Les écologistes apprécieront…
"Celles et ceux qui sont en train de torpiller le projet métro 3 ne se rendent pas comptent qu’ils portent atteinte à l’image de Bruxelles. On peut évidemment s’interroger sur les coûts que ce projet représente. Mais abandonner à la moindre difficulté pourrait être la démonstration que certains ne sont pas en mesure de porter des projets de grandes envergures"
”Rappelons aussi que le développement du métro offrira une alternative aux navetteurs qui se rendent à Bruxelles chaque jour. À travers ce dossier, il y va de la crédibilité de l’administration fédérale, de la capitale de la Belgique mais aussi de l’Europe”, ajoute Ridouane Chahid, également chef de groupe PS au Parlement bruxellois.
Ce mercredi, il est ressorti un élément central des contacts préparatoires à la réunion du gouvernement de ce jeudi. “Ce ne sera pas le métro quoi qu’il en coûte”, nous glisse une source gouvernementale.
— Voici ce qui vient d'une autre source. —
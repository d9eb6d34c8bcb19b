//! Textual representation of records.
//!
//! Most records describe themselves through `Display`. A rule's text names
//! its catalog service and workflow, which live in other tables, so
//! describing one needs the store.

use async_trait::async_trait;
use xaas_core::{
    CatalogService, EventSubscriptionRule, Faculty, ItsService, RecordKey, Result, StaticMac,
    VmQuota, Workflow,
};

use crate::SqliteStore;

/// A record that can render the text shown to administrators.
#[async_trait]
pub trait Describe: xaas_core::Model {
    /// The record's textual representation.
    async fn describe(&self, store: &SqliteStore) -> Result<String>;
}

macro_rules! describe_with_display {
    ($($model:ty),+ $(,)?) => {
        $(
            #[async_trait]
            impl Describe for $model {
                async fn describe(&self, _store: &SqliteStore) -> Result<String> {
                    Ok(self.to_string())
                }
            }
        )+
    };
}

describe_with_display!(Faculty, ItsService, VmQuota, StaticMac, Workflow, CatalogService);

#[async_trait]
impl Describe for EventSubscriptionRule {
    async fn describe(&self, store: &SqliteStore) -> Result<String> {
        let service: CatalogService = store
            .get(&RecordKey::Text(self.service.clone()))
            .await?;
        let workflow: Workflow = store.get(&RecordKey::Integer(self.workflow)).await?;
        Ok(self.display_with(&service, &workflow).to_string())
    }
}
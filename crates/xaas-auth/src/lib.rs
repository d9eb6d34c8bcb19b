//! Authentication for the xaas-admin site.
//!
//! Provides:
//! - [`AuthenticatedUser`]: identity of the administrator behind a request
//! - [`TokenValidator`]: trait for async token validation
//! - [`StaticTokenValidator`]: validator backed by the token grants in settings
//! - [`AuthLayer`] / [`AuthService`]: Tower middleware parameterised over `TokenValidator`
//! - [`AuthConfig`]: configuration for the auth layer
//! - [`AuthError`]: auth-specific error types

mod error;
mod middleware;
mod user;
mod validator;

pub use error::AuthError;
pub use middleware::{AuthLayer, AuthService};
pub use user::{AuthenticatedUser, user_from_parts, username_from_parts};
pub use validator::StaticTokenValidator;

use xaas_core::settings::AuthSettings;

/// Configuration for the auth middleware.
#[derive(Clone, Debug, Default)]
pub struct AuthConfig {
    /// Whether authentication is enabled. When false, all requests pass through.
    pub enabled: bool,
    /// Group an administrator must belong to. `None` admits any
    /// authenticated user.
    pub required_group: Option<String>,
}

impl From<&AuthSettings> for AuthConfig {
    fn from(settings: &AuthSettings) -> Self {
        Self {
            enabled: settings.enabled,
            required_group: settings.required_group.clone(),
        }
    }
}

/// Trait for validating tokens and extracting user identity.
///
/// The middleware calls `validate()` with the bearer token and checks the
/// required group itself.
pub trait TokenValidator: Send + Sync + 'static {
    /// Validate a token and return the authenticated user.
    fn validate(
        &self,
        token: &str,
        config: &AuthConfig,
    ) -> std::pin::Pin<
        Box<dyn std::future::Future<Output = Result<AuthenticatedUser, AuthError>> + Send + '_>,
    >;
}
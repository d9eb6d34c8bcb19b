use std::fmt;

use serde::{Deserialize, Serialize};
use sqlx::FromRow;

use super::{FieldMeta, KeyKind, Model, ModelMeta, RecordKey, SqlValue};
use crate::{Result, validate};

static META: ModelMeta = ModelMeta {
    app_label: "itservices",
    model_name: "service",
    table: "its_services",
    primary_key: "its_serv_short_name",
    key_kind: KeyKind::Natural,
    fields: &[
        FieldMeta {
            name: "short_name",
            column: "its_serv_short_name",
            verbose_name: "Short name",
            choices: &[],
        },
        FieldMeta {
            name: "long_name",
            column: "its_serv_long_name",
            verbose_name: "Long name",
            choices: &[],
        },
        FieldMeta {
            name: "snow_id",
            column: "its_serv_snow_id",
            verbose_name: "ServiceNow Service ID",
            choices: &[],
        },
    ],
    verbose_name: "ITS Service",
    verbose_name_plural: "ITS Services",
};

/// An IT service offered by the institution, linked to its ticketing-system
/// entry.
#[derive(Debug, Clone, PartialEq, Eq, Serialize, Deserialize, FromRow)]
pub struct ItsService {
    /// Short name, e.g. `myvm`.
    #[sqlx(rename = "its_serv_short_name")]
    pub short_name: String,
    /// Human-readable name.
    #[sqlx(rename = "its_serv_long_name")]
    pub long_name: String,
    /// ServiceNow service identifier, e.g. `SVC0080`.
    #[sqlx(rename = "its_serv_snow_id")]
    pub snow_id: String,
}

impl fmt::Display for ItsService {
    fn fmt(&self, f: &mut fmt::Formatter<'_>) -> fmt::Result {
        write!(f, "{}", self.short_name)
    }
}

impl Model for ItsService {
    fn meta() -> &'static ModelMeta {
        &META
    }

    fn key(&self) -> RecordKey {
        RecordKey::Text(self.short_name.clone())
    }

    fn values(&self) -> Vec<SqlValue> {
        vec![
            SqlValue::Text(self.short_name.clone()),
            SqlValue::Text(self.long_name.clone()),
            SqlValue::Text(self.snow_id.clone()),
        ]
    }

    fn validate(&self) -> Result<()> {
        validate::required_max_len("short_name", &self.short_name, 20)?;
        validate::required_max_len("long_name", &self.long_name, 100)?;
        validate::required_max_len("snow_id", &self.snow_id, 100)
    }
}

#[cfg(test)]
mod tests {
    use super::*;

    #[test]
    fn test_string_representation() {
        let service = ItsService {
            short_name: "myvm".to_string(),
            long_name: "Virtual server infrastructure".to_string(),
            snow_id: "SVC0080".to_string(),
        };
        assert_eq!(service.to_string(), "myvm");
        assert!(service.validate().is_ok());
    }

    #[test]
    fn test_short_name_limit() {
        let service = ItsService {
            short_name: "x".repeat(21),
            long_name: "Too long".to_string(),
            snow_id: "SVC0001".to_string(),
        };
        assert!(service.validate().is_err());
    }
}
Le gouvernement, cependant, n’a pas non plus l’intention de l’abandonner sans tenter de trouver des solutions.
Baisser les coûts puis revoir la voilure
Dans un premier temps, l’exécutif va se réunir avec Beliris pour analyser les offres reçues. La hauteur des nouvelles estimations est jugée injustifiée. Le gouvernement envisage de faire un appel du pied aux opérateurs français qui réalisent actuellement les travaux du Grand Paris Express (nouveau métro en banlieue de Paris) afin d’introduire de la concurrence sur le marché. Et in fine, faire baisser les prix.
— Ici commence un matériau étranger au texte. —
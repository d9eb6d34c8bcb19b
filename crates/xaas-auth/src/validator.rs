//! Token validation against the grants listed in settings.

use std::collections::HashMap;
use std::future::Future;
use std::pin::Pin;

use xaas_core::settings::TokenGrant;

use crate::{AuthConfig, AuthError, AuthenticatedUser, TokenValidator};

/// Accepts the tokens granted in the `[auth]` settings section.
#[derive(Debug, Clone, Default)]
pub struct StaticTokenValidator {
    users: HashMap<String, AuthenticatedUser>,
}

impl StaticTokenValidator {
    /// Build from configured grants. A later grant for the same token wins.
    pub fn new(grants: &[TokenGrant]) -> Self {
        let users = grants
            .iter()
            .map(|grant| {
                (
                    grant.token.clone(),
                    AuthenticatedUser {
                        username: grant.username.clone(),
                        groups: grant.groups.clone(),
                    },
                )
            })
            .collect();
        Self { users }
    }

    /// Number of known tokens.
    pub fn len(&self) -> usize {
        self.users.len()
    }

    /// Whether no token is known.
    pub fn is_empty(&self) -> bool {
        self.users.is_empty()
    }
}

impl TokenValidator for StaticTokenValidator {
    fn validate(
        &self,
        token: &str,
        _config: &AuthConfig,
    ) -> Pin<Box<dyn Future<Output = Result<AuthenticatedUser, AuthError>> + Send + '_>> {
        let user = self.users.get(token).cloned();
        Box::pin(async move { user.ok_or(AuthError::InvalidToken) })
    }
}
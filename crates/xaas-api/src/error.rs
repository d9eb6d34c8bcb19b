//! Error types for xaas-api

use axum::Json;
use axum::response::{IntoResponse, Response};
use http::StatusCode;
use thiserror::Error;

/// Result type alias for xaas-api operations
pub type Result<T> = std::result::Result<T, ApiError>;

/// Errors that can occur in xaas-api
#[derive(Error, Debug)]
#[non_exhaustive]
pub enum ApiError {
    /// Error from xaas-core or the store
    #[error(transparent)]
    Core(#[from] xaas_core::Error),

    /// No model registered under this app label and slug
    #[error("Unknown model: {app_label}.{model_name}")]
    UnknownModel {
        /// Requested app label
        app_label: String,
        /// Requested model slug
        model_name: String,
    },

    /// A model was registered twice
    #[error("Model already registered: {0}")]
    AlreadyRegistered(String),

    /// Request body does not describe a record of the model
    #[error("Invalid {model} payload: {message}")]
    Payload {
        /// Model verbose name
        model: String,
        /// Deserialization failure
        message: String,
    },

    /// The key in the body differs from the key in the URL
    #[error("Key in body '{body}' does not match key in URL '{path}'")]
    KeyMismatch {
        /// Key from the URL
        path: String,
        /// Key from the body
        body: String,
    },

    /// Listener or socket failure
    #[error("I/O error: {0}")]
    Io(#[from] std::io::Error),
}

impl ApiError {
    /// HTTP status and error category for this error.
    pub fn status(&self) -> (StatusCode, &'static str) {
        use xaas_core::Error as Core;

        match self {
            ApiError::Core(Core::Validation { .. }) | ApiError::Payload { .. } => {
                (StatusCode::UNPROCESSABLE_ENTITY, "validation")
            }
            ApiError::Core(Core::NotFound { .. }) | ApiError::UnknownModel { .. } => {
                (StatusCode::NOT_FOUND, "not_found")
            }
            ApiError::Core(Core::Conflict { .. }) => (StatusCode::CONFLICT, "conflict"),
            ApiError::Core(Core::Integrity { .. }) => (StatusCode::CONFLICT, "integrity"),
            ApiError::Core(Core::InvalidKey { .. }) | ApiError::KeyMismatch { .. } => {
                (StatusCode::BAD_REQUEST, "invalid_key")
            }
            _ => (StatusCode::INTERNAL_SERVER_ERROR, "internal"),
        }
    }
}

impl IntoResponse for ApiError {
    fn into_response(self) -> Response {
        let (status, category) = self.status();
        let message = if status.is_server_error() {
            tracing::error!("Request failed: {self}");
            "internal server error".to_string()
        } else {
            self.to_string()
        };
        let body = serde_json::json!({
            "error": {
                "category": category,
                "message": message,
            }
        });
        (status, Json(body)).into_response()
    }
}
Le gouvernement bruxellois pourrait ensuite envisager, et c’est l’une des quatre options proposées par Beliris, de revoir sa copie et proposer un tronçon nord différent, en y enlevant éventuellement une ou deux stations, voire en changeant le tracé, pour réduire les coûts.
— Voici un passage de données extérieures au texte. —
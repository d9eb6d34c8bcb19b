//! Handler functions for `config` subcommands.
//!
//! The handlers are generic over [`ConfigManager`], so they work on any
//! settings type; `xaas-admin` dispatches them on [`Settings`]. Values are
//! addressed with dotted keys such as `server.port` or `auth.enabled`.

use std::path::{Path, PathBuf};

use xaas_core::traits::ConfigManager;
use xaas_core::{Error, Result, Settings};

use crate::cli::ConfigAction;

/// Run a `config` subcommand against [`Settings`].
pub fn handle_config_command(config_path: Option<&str>, action: ConfigAction) -> Result<()> {
    match action {
        ConfigAction::Path => cmd_config_path::<Settings>(config_path),
        ConfigAction::Get { key } => {
            println!("{}", config_get::<Settings>(config_path, &key)?);
            Ok(())
        }
        ConfigAction::Set { key, value } => {
            let path = config_set::<Settings>(config_path, &key, &value)?;
            println!("Set {key} = {value} in {}", path.display());
            Ok(())
        }
        ConfigAction::Init { file, force } => {
            let path = config_init::<Settings>(file.as_deref(), force)?;
            println!("Settings file created at {}", path.display());
            Ok(())
        }
        ConfigAction::Export { docker_env } => {
            let settings = Settings::load(config_path)?;
            for line in export_lines(&settings, docker_env)? {
                println!("{line}");
            }
            Ok(())
        }
    }
}

/// Print the resolved settings file path, noting when it does not exist.
pub fn cmd_config_path<C: ConfigManager>(config_path: Option<&str>) -> Result<()> {
    let path = C::resolve_config_path(config_path)
        .ok_or_else(|| Error::config("Could not determine config directory for this platform"))?;
    println!("{}", path.display());
    if !path.exists() {
        eprintln!(
            "(file does not exist, run `{} config init` to create it)",
            C::project_name()
        );
    }
    Ok(())
}

/// Value at a dotted key of the loaded configuration, formatted for stdout.
pub fn config_get<C: ConfigManager>(config_path: Option<&str>, key: &str) -> Result<String> {
    let config = C::load(config_path)?;
    let value = toml::Value::try_from(&config).map_err(|e| Error::config(e.to_string()))?;
    get_nested_value(&value, key)
        .map(format_toml_value)
        .ok_or_else(|| Error::config(format!("Key '{key}' not found in configuration")))
}

/// Set a dotted key in the existing settings file. Returns the file path.
pub fn config_set<C: ConfigManager>(
    config_path: Option<&str>,
    key: &str,
    value: &str,
) -> Result<PathBuf> {
    let path = C::resolve_config_path(config_path)
        .ok_or_else(|| Error::config("Could not determine config directory"))?;
    if !path.exists() {
        return Err(Error::config(format!(
            "Settings file does not exist at {}. Run `{} config init` first.",
            path.display(),
            C::project_name()
        )));
    }

    let mut doc = read_toml(&path)?;
    set_nested_value(&mut doc, key, parse_value(value))?;
    let rendered = toml::to_string_pretty(&doc).map_err(|e| Error::config(e.to_string()))?;
    std::fs::write(&path, rendered).map_err(|e| Error::io_with_path(e, &path))?;
    Ok(path)
}

/// Write the default configuration. Refuses to overwrite unless `force`.
pub fn config_init<C: ConfigManager>(file: Option<&str>, force: bool) -> Result<PathBuf> {
    let path = match file {
        Some(p) => PathBuf::from(p),
        None => C::default_config_path()
            .ok_or_else(|| Error::config("Could not determine config directory"))?,
    };
    if path.exists() && !force {
        return Err(Error::config(format!(
            "Settings file already exists at {}. Use --force to overwrite.",
            path.display()
        )));
    }
    if let Some(parent) = path.parent().filter(|p| !p.as_os_str().is_empty()) {
        std::fs::create_dir_all(parent).map_err(|e| Error::io_with_path(e, parent))?;
    }
    std::fs::write(&path, C::default().to_toml_string()?)
        .map_err(|e| Error::io_with_path(e, &path))?;
    Ok(path)
}

/// `KEY=value` lines, or `--env KEY=value` for `docker run`.
pub fn export_lines<C: ConfigManager>(config: &C, docker_env: bool) -> Result<Vec<String>> {
    let prefix = if docker_env { "--env " } else { "" };
    Ok(config
        .to_env_vars()?
        .into_iter()
        .map(|(key, value)| format!("{prefix}{key}={value}"))
        .collect())
}

fn read_toml(path: &Path) -> Result<toml::Value> {
    let content = std::fs::read_to_string(path).map_err(|e| Error::io_with_path(e, path))?;
    toml::from_str(&content)
        .map_err(|e| Error::config(format!("Failed to parse {}: {e}", path.display())))
}

/// Navigate a dotted key path in a TOML value tree.
pub fn get_nested_value<'a>(value: &'a toml::Value, key: &str) -> Option<&'a toml::Value> {
    key.split('.')
        .try_fold(value, |current, part| current.as_table()?.get(part))
}

/// Set a value at a dotted key path, creating intermediate tables as needed.
pub fn set_nested_value(root: &mut toml::Value, key: &str, value: toml::Value) -> Result<()> {
    if key.is_empty() {
        return Err(Error::config("Empty key path"));
    }
    let (parents, last) = match key.rsplit_once('.') {
        Some((parents, last)) => (Some(parents), last),
        None => (None, key),
    };

    let mut current = root;
    for part in parents.into_iter().flat_map(|p| p.split('.')) {
        let table = current
            .as_table_mut()
            .ok_or_else(|| Error::config(format!("Cannot navigate into '{part}'")))?;
        current = table
            .entry(part.to_string())
            .or_insert(toml::Value::Table(toml::map::Map::new()));
    }

    current
        .as_table_mut()
        .ok_or_else(|| Error::config(format!("Cannot set '{last}' on a non-table value")))?
        .insert(last.to_string(), value);
    Ok(())
}

/// Parse a command-line value: bool, then integer, then float, then string.
pub fn parse_value(s: &str) -> toml::Value {
    match s {
        "true" => toml::Value::Boolean(true),
        "false" => toml::Value::Boolean(false),
        _ => s
            .parse::<i64>()
            .map(toml::Value::Integer)
            .or_else(|_| s.parse::<f64>().map(toml::Value::Float))
            .unwrap_or_else(|_| toml::Value::String(s.to_string())),
    }
}

/// Format a TOML value for stdout. Strings are printed without quotes and
/// arrays of scalars as comma-separated lists.
pub fn format_toml_value(value: &toml::Value) -> String {
    match value {
        toml::Value::String(s) => s.clone(),
        toml::Value::Array(items) if items.iter().all(|v| !v.is_table() && !v.is_array()) => items
            .iter()
            .map(format_toml_value)
            .collect::<Vec<_>>()
            .join(","),
        toml::Value::Table(_) | toml::Value::Array(_) => {
            toml::to_string_pretty(value).unwrap_or_else(|_| value.to_string())
        }
        other => other.to_string(),
    }
}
Mais le gouvernement reste partagé.
Les réserves d’Écolo
Alain Maron et Barbara Trachte (Écolo) ne remettent pas frontalement le projet en cause. Mais les députés Écolo ont déjà fait connaître leurs vives réserves. Au contraire de leurs homologues flamands. La ministre de la mobilité Elke Van den Brandt (Groen) est globalement favorable au métro nord.
L’aspect financier sera décisif. Car le gouvernement bruxellois devra vraisemblablement se contenter des 50 millions d’euros de financement annuels de Beliris. Le reste sera à la charge du contribuable bruxellois.
Selon le cabinet de Sven Gatz (Open VLD), ministre du budget, “le métro demeure un projet important pour le gouvernement”.
”À condition que les coûts pour la ligne nord restent sous contrôle”, avait-il souligné en début de semaine sur BX1. Ce n’est plus vraiment le cas…
S’endetter encore davantage
Comment alors trouver les 3,5 milliards d’euros requis ? Sven Gatz a déjà obtenu 500 millions d’euros de prêt de la banque européenne d’investissement (BEI). Un second prêt d’un milliard d’euros pourrait être prochainement obtenu auprès de la même instance. Ces montants, toutefois, seront consacrés au tronçon sud de la ligne 3.
Pour financer le tronçon nord, Bruxelles devra donc encore, même à des taux avantageux, s’endetter davantage. Or, la dette de la Région atteint déjà les 10 milliards d’euros…
”Abandonner n’est pas une option”, a pourtant scandé le député de l’opposition, David Leisterh (MR) sur La Première ce mercredi matin, qui veut maintenir le chantier, même si le coût devait tripler. “Il y avait un projet structurant à Bruxelles, un seul : le métro.”
La Région bruxelloise va devoir faire face à des choix très difficiles.